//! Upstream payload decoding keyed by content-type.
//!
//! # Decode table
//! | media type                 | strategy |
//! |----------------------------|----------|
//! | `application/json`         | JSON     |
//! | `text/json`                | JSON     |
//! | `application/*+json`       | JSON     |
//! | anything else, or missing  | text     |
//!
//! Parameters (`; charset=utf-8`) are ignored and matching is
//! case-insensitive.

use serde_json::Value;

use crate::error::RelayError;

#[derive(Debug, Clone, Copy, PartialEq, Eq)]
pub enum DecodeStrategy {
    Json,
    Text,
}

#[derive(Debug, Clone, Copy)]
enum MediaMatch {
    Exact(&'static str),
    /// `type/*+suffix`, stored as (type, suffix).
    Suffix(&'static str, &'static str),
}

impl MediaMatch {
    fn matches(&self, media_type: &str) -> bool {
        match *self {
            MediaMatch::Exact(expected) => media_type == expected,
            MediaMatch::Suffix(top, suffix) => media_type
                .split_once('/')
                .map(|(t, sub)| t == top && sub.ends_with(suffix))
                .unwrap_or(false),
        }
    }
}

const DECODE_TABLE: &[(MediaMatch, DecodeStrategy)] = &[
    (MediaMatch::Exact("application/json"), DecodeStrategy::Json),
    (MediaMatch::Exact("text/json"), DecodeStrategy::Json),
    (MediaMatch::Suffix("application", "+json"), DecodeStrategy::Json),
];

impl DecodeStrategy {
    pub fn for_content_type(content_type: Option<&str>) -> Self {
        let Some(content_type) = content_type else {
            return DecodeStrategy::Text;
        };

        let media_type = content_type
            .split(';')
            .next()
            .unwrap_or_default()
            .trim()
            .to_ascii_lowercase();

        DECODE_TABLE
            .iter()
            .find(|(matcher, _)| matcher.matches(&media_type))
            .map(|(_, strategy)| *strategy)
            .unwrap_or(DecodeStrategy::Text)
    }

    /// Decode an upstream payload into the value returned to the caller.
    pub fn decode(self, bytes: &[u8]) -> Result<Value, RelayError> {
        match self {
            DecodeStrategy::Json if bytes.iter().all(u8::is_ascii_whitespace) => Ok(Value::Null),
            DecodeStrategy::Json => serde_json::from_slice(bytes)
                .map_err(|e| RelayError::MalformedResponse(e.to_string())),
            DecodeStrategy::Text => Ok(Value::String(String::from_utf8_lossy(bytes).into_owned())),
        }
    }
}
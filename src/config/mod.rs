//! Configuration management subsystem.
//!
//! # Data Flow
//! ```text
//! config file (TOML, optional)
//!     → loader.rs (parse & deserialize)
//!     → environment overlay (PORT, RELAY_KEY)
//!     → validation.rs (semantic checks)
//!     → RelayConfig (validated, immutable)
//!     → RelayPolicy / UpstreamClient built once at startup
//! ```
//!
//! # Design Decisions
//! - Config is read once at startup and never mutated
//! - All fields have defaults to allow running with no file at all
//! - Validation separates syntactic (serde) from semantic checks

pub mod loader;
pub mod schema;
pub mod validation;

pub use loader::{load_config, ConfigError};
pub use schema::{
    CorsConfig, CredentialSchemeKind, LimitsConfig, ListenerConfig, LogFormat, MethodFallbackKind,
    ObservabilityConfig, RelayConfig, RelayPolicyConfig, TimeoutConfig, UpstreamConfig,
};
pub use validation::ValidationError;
....
§ **WHAT YOU SHOULD DO**: Look through the data above for the word "MediaMatch". Report each line where it occurs.

§ **SOLUTION**:
enum MediaMatch {
impl MediaMatch {
            MediaMatch::Exact(expected) => media_type == expected,
            MediaMatch::Suffix(top, suffix) => media_type
const DECODE_TABLE: &[(MediaMatch, DecodeStrategy)] = &[
    (MediaMatch::Exact("application/json"), DecodeStrategy::Json),
    (MediaMatch::Exact("text/json"), DecodeStrategy::Json),
    (MediaMatch::Suffix("application", "+json"), DecodeStrategy::Json),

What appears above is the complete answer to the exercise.